Similar to the House, the Senate also introduced a Sense of the Senate resolution regarding the use of ESPCs and UESCs. S.Res. 562, introduced by Alliance Honorary Vice-Chair Sen. Chris Coons (D-Del.) and Sen. John Hoeven (R-N.D.), was nearly identical to the House resolution. The purpose of these resolutions was to encourage scoring reform of ESPCs and UESCs by the Congressional Budget Office, because current practices have effectively blocked the use of these contracts.
Tax extenders, including energy efficiency tax provisions, were a significant issue over the past year. Finance Committee Chairman and Alliance Honorary Vice-Chair Sen. Wyden (D-Or.) was the main force behind the introduction of S. 2260, the EXPIRE Act, that would have extended for two years many of the tax provisions that had expired in 2013. While the EXPIRE Act would have extended a broad collection of tax incentives, S. 2189, the Energy Efficiency Tax Incentives Act, introduced by Sens. Cardin (D-Md.), Feinstein (D-Ca.) and Schatz (D-Hi.) was specifically focused on using the tax code to improve energy efficiency.
In the final moments of the 113th Congress, the Senate voted on two bills tied to energy efficiency. The first was S. 2971, introduced by Sens. Shaheen and Portman, a companion bill of H.R. 2126, which was passed by the House in March. Although there were two attempts over the final two days of the session, the bill could not overcome final roadblocks and failed to pass. However, the second bill, H.R. 5771, was voted on and successfully passed the Senate. The bill has been sent to President Obama and it is anticipated that he will sign.
The Importance of Energy Efficiency
Energy efficiency is our nation’s most abundant energy resource. Economy-wide improvements in energy efficiency have largely contributed to a 40% reduction in U.S. energy use over the last 30 years. Energy efficiency, along with structural changes in our economy, have supplied more energy over the past 30 years than domestic coal, natural gas and oil combined. The energy productivity of the U.S. economy — the amount of energy it takes to produce one dollar’s worth of goods — has increased by 50% over the past three decades. The economic productivity improvements over this period have reduced our nation’s energy bill by about $700 billion.

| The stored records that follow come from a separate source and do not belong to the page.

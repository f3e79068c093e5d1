//! Exponential-weights bandit (Exp3).
//!
//! Weights are kept in log space and probabilities are computed with a
//! max-shifted softmax, so long runs of high rewards cannot overflow.
//!
//! ```text
//! p[i] = (1 - gamma) * w[i] / sum(w) + gamma / A
//! w[a] <- w[a] * exp(gamma * (r / p[a]) / A)
//! ```
//!
//! The importance weight uses the distribution the arm was last drawn from.
//! Updates never change that distribution, so updates to distinct arms
//! commute exactly between two draws.

use rand::distributions::{Distribution, WeightedIndex};
use rand::rngs::StdRng;
use rand::Rng;
use serde::{Deserialize, Serialize};
use tracing::{debug, warn};

use super::{check_action, Policy, PolicySnapshot};
use crate::catalog::ActionId;
use crate::error::{CoreError, Result};
use crate::reward::Reward;

#[derive(Debug, Clone, PartialEq, Serialize, Deserialize)]
#[serde(default)]
pub struct Exp3Config {
    /// Exploration rate in `(0, 1]`
    pub gamma: f64,
    /// Lower bound of the scalar reward, mapped to 0
    pub reward_min: Option<f64>,
    /// Upper bound of the scalar reward, mapped to 1
    pub reward_max: Option<f64>,
}

impl Default for Exp3Config {
    fn default() -> Self {
        Self {
            gamma: 0.1,
            reward_min: None,
            reward_max: None,
        }
    }
}

#[derive(Debug)]
pub struct Exp3Policy {
    gamma: f64,
    reward_min: f64,
    reward_max: f64,
    log_weights: Vec<f64>,
    probabilities: Vec<f64>,
    /// Distribution used for the most recent draw
    sampling: Vec<f64>,
    updates: u64,
    rng: StdRng,
}

impl Exp3Policy {
    pub fn new(arms: usize, config: Exp3Config, rng: StdRng) -> Result<Self> {
        if arms == 0 {
            return Err(CoreError::InvalidConfig("exp3 needs at least one arm".into()));
        }
        if !(config.gamma > 0.0 && config.gamma <= 1.0) {
            return Err(CoreError::InvalidConfig(format!(
                "exp3 gamma must lie in (0, 1], got {}",
                config.gamma
            )));
        }
        let reward_min = config.reward_min.unwrap_or(0.0);
        let reward_max = config.reward_max.unwrap_or(1.0);
        if !reward_min.is_finite() || !reward_max.is_finite() || reward_max <= reward_min {
            return Err(CoreError::InvalidConfig(format!(
                "exp3 reward bounds must satisfy min < max, got [{}, {}]",
                reward_min, reward_max
            )));
        }

        let uniform = vec![1.0 / arms as f64; arms];
        Ok(Self {
            gamma: config.gamma,
            reward_min,
            reward_max,
            log_weights: vec![0.0; arms],
            probabilities: uniform.clone(),
            sampling: uniform,
            updates: 0,
            rng,
        })
    }

    pub fn gamma(&self) -> f64 {
        self.gamma
    }

    pub fn weights(&self) -> Vec<f64> {
        self.log_weights.iter().map(|lw| lw.exp()).collect()
    }

    pub fn probabilities(&self) -> &[f64] {
        &self.probabilities
    }

    fn floor(&self) -> f64 {
        self.gamma / self.log_weights.len() as f64
    }

    /// Map a scalar reward onto `[0, 1]`, clamping what falls outside the bounds.
    fn normalize(&self, value: f64) -> f64 {
        let clamped = if value.is_nan() {
            warn!(reward = value, "NaN reward, treating as lower bound");
            self.reward_min
        } else if value < self.reward_min || value > self.reward_max {
            let c = value.clamp(self.reward_min, self.reward_max);
            warn!(
                reward = value,
                clamped = c,
                min = self.reward_min,
                max = self.reward_max,
                "reward outside expected range"
            );
            c
        } else {
            value
        };
        (clamped - self.reward_min) / (self.reward_max - self.reward_min)
    }

    fn recompute(&mut self) {
        let arms = self.log_weights.len() as f64;
        let max = self
            .log_weights
            .iter()
            .copied()
            .fold(f64::NEG_INFINITY, f64::max);
        let shifted: Vec<f64> = self.log_weights.iter().map(|lw| (lw - max).exp()).collect();
        let total: f64 = shifted.iter().sum();

        for (p, w) in self.probabilities.iter_mut().zip(&shifted) {
            *p = (1.0 - self.gamma) * w / total + self.gamma / arms;
        }

        let sum: f64 = self.probabilities.iter().sum();
        for p in self.probabilities.iter_mut() {
            *p /= sum;
        }
    }
}

impl Policy for Exp3Policy {
    fn arms(&self) -> usize {
        self.log_weights.len()
    }

    fn select_action(&mut self) -> ActionId {
        self.sampling.copy_from_slice(&self.probabilities);
        let idx = match WeightedIndex::new(&self.probabilities) {
            Ok(dist) => dist.sample(&mut self.rng),
            Err(e) => {
                warn!(error = %e, "degenerate distribution, drawing uniformly");
                self.rng.gen_range(0..self.log_weights.len())
            }
        };
        ActionId(idx as u32)
    }

    fn update(&mut self, action: ActionId, reward: &Reward) -> Result<()> {
        let idx = check_action(action, self.arms())?;
        if reward.neutral {
            self.updates += 1;
            debug!(action = %action, "neutral reward, weights unchanged");
            return Ok(());
        }
        let arms = self.arms() as f64;

        let r = self.normalize(reward.value);
        let p = self.sampling[idx].max(self.floor());
        let estimate = r / p;

        self.log_weights[idx] += self.gamma * estimate / arms;
        self.recompute();
        self.updates += 1;

        debug!(
            action = %action,
            reward = r,
            estimate,
            probability = self.probabilities[idx],
            "exp3 update"
        );
        Ok(())
    }

    fn snapshot(&self) -> PolicySnapshot {
        PolicySnapshot {
            strategy: "exp3".to_string(),
            weights: self.weights(),
            probabilities: self.probabilities.clone(),
            updates: self.updates,
        }
    }
}
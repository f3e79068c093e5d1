use std::time::Duration;

use thiserror::Error;

use adr_core::CoreError;
use adr_wire::WireError;

/// Errors surfaced by the controller daemon.
///
/// Only `Startup` and `Config` end the process. `Connection` ends one
/// session; everything else is handled per message.
#[derive(Error, Debug)]
pub enum ControllerError {
    /// Bad configuration or listen address unavailable
    #[error("startup failed: {0}")]
    Startup(String),

    /// Configuration sources could not be merged or parsed
    #[error("configuration error: {0}")]
    Config(#[from] Box<figment::Error>),

    /// Transport failure on one session
    #[error("connection error: {0}")]
    Connection(#[from] WireError),

    /// No decision was produced within the deadline
    #[error("no decision within {0:?}")]
    Timeout(Duration),

    /// The policy owner thread is gone
    #[error("policy engine unavailable")]
    PolicyUnavailable,

    /// Catalog, reward, policy or registry error
    #[error(transparent)]
    Core(#[from] CoreError),

    /// Socket I/O failed outside a session
    #[error("io error: {0}")]
    Io(#[from] std::io::Error),
}

/// Convenience Result type for controller operations
pub type Result<T> = std::result::Result<T, ControllerError>;
//! Learning core of the adaptive SF/TP controller: action catalog, reward
//! aggregation, bandit policies and the per-device registry.

pub mod catalog;
pub mod error;
pub mod id;
pub mod policy;
pub mod registry;
pub mod reward;

pub use catalog::{ActionCatalog, ActionId, TxParams};
pub use error::{CoreError, Result};
pub use id::{DeviceId, SessionId};
pub use policy::{
    EpsilonGreedyConfig, Exp3Config, Policy, PolicyEngine, PolicySnapshot, StrategyConfig,
};
pub use registry::{Completion, DevicePhase, DeviceRecord, DeviceRegistry};
pub use reward::{Outcome, Reward, RewardAggregator, RewardSample, RewardWeights};
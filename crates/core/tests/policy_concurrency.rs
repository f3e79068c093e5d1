use std::sync::Arc;
use std::thread;

use parking_lot::Mutex;

use adr_core::{ActionId, Exp3Config, Policy, PolicyEngine, Reward, RewardWeights, StrategyConfig};

fn engine(gamma: f64) -> PolicyEngine {
    let strategy = StrategyConfig::Exp3(Exp3Config {
        gamma,
        reward_min: Some(0.0),
        reward_max: Some(1.0),
    });
    PolicyEngine::new(8, &strategy, &RewardWeights::default(), Some(11)).unwrap()
}

/// Each thread owns one arm and pushes its updates through a shared lock.
fn run_interleaved(threads: usize, per_thread: usize) -> Vec<f64> {
    let shared = Arc::new(Mutex::new(engine(0.2)));

    let handles: Vec<_> = (0..threads)
        .map(|arm| {
            let shared = Arc::clone(&shared);
            thread::spawn(move || {
                for i in 0..per_thread {
                    let reward = Reward::scalar(((arm + i) % 5) as f64 / 4.0);
                    shared.lock().update(ActionId(arm as u32), &reward).unwrap();
                    if i % 3 == 0 {
                        thread::yield_now();
                    }
                }
            })
        })
        .collect();

    for h in handles {
        h.join().unwrap();
    }

    let snapshot = shared.lock().snapshot();
    assert_eq!(snapshot.updates, (threads * per_thread) as u64);
    snapshot.weights
}

fn run_sequential(threads: usize, per_thread: usize) -> Vec<f64> {
    let mut policy = engine(0.2);
    for arm in (0..threads).rev() {
        for i in 0..per_thread {
            let reward = Reward::scalar(((arm + i) % 5) as f64 / 4.0);
            policy.update(ActionId(arm as u32), &reward).unwrap();
        }
    }
    policy.snapshot().weights
}

#[test]
fn test_interleaved_updates_for_distinct_arms_agree() {
    let expected = run_sequential(6, 50);
    for _ in 0..5 {
        let weights = run_interleaved(6, 50);
        for (got, want) in weights.iter().zip(&expected) {
            assert!(
                (got - want).abs() <= 1e-12 * want.abs().max(1.0),
                "{} != {}",
                got,
                want
            );
        }
    }
}

#[test]
fn test_snapshot_is_always_normalized_under_contention() {
    let shared = Arc::new(Mutex::new(engine(0.1)));

    let writers: Vec<_> = (0..4)
        .map(|t| {
            let shared = Arc::clone(&shared);
            thread::spawn(move || {
                for i in 0..500 {
                    let mut guard = shared.lock();
                    let action = guard.select_action();
                    let reward = Reward::scalar(if action.0 as usize == t { 1.0 } else { (i % 2) as f64 * 0.2 });
                    guard.update(action, &reward).unwrap();
                }
            })
        })
        .collect();

    let reader = {
        let shared = Arc::clone(&shared);
        thread::spawn(move || {
            for _ in 0..500 {
                let snapshot = shared.lock().snapshot();
                let sum: f64 = snapshot.probabilities.iter().sum();
                assert!((sum - 1.0).abs() < 1e-9);
                assert!(snapshot.probabilities.iter().all(|p| *p >= 0.1 / 8.0 - 1e-9));
            }
        })
    };

    for w in writers {
        w.join().unwrap();
    }
    reader.join().unwrap();
}
use thiserror::Error;

/// Errors raised while framing, parsing or exchanging controller messages.
#[derive(Error, Debug)]
pub enum WireError {
    /// Message payload could not be parsed
    #[error("malformed message: {0}")]
    Malformed(String),

    /// Frame length prefix exceeds the allowed maximum
    #[error("frame of {len} bytes exceeds limit of {max} bytes")]
    FrameTooLarge { len: usize, max: usize },

    /// Peer closed the connection
    #[error("connection closed")]
    ConnectionClosed,

    /// Operation timed out waiting for the peer
    #[error("timeout")]
    Timeout,

    /// I/O operation failed
    #[error("io error: {0}")]
    Io(#[from] std::io::Error),
}

impl WireError {
    /// Whether the error is confined to one message and the connection can
    /// keep going.
    pub fn is_recoverable(&self) -> bool {
        matches!(self, WireError::Malformed(_) | WireError::FrameTooLarge { .. })
    }
}

/// Convenience Result type for wire operations
pub type Result<T> = std::result::Result<T, WireError>;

Energy efficiency offers solutions that drive the U.S. economy by creating jobs and saving energy. Energy efficiency investments also lessen dependence on imported energy sources, reduce pollution and its health and environmental impacts, improve America’s global competitiveness and alleviate stress to the electric grid and water infrastructure. The Alliance applauds Congress for all of its hard work to advance energy efficiency legislation and for providing strong funding for energy efficiency programs, and we expect these efforts to lay the groundwork for greater efficiency in 2015 and beyond.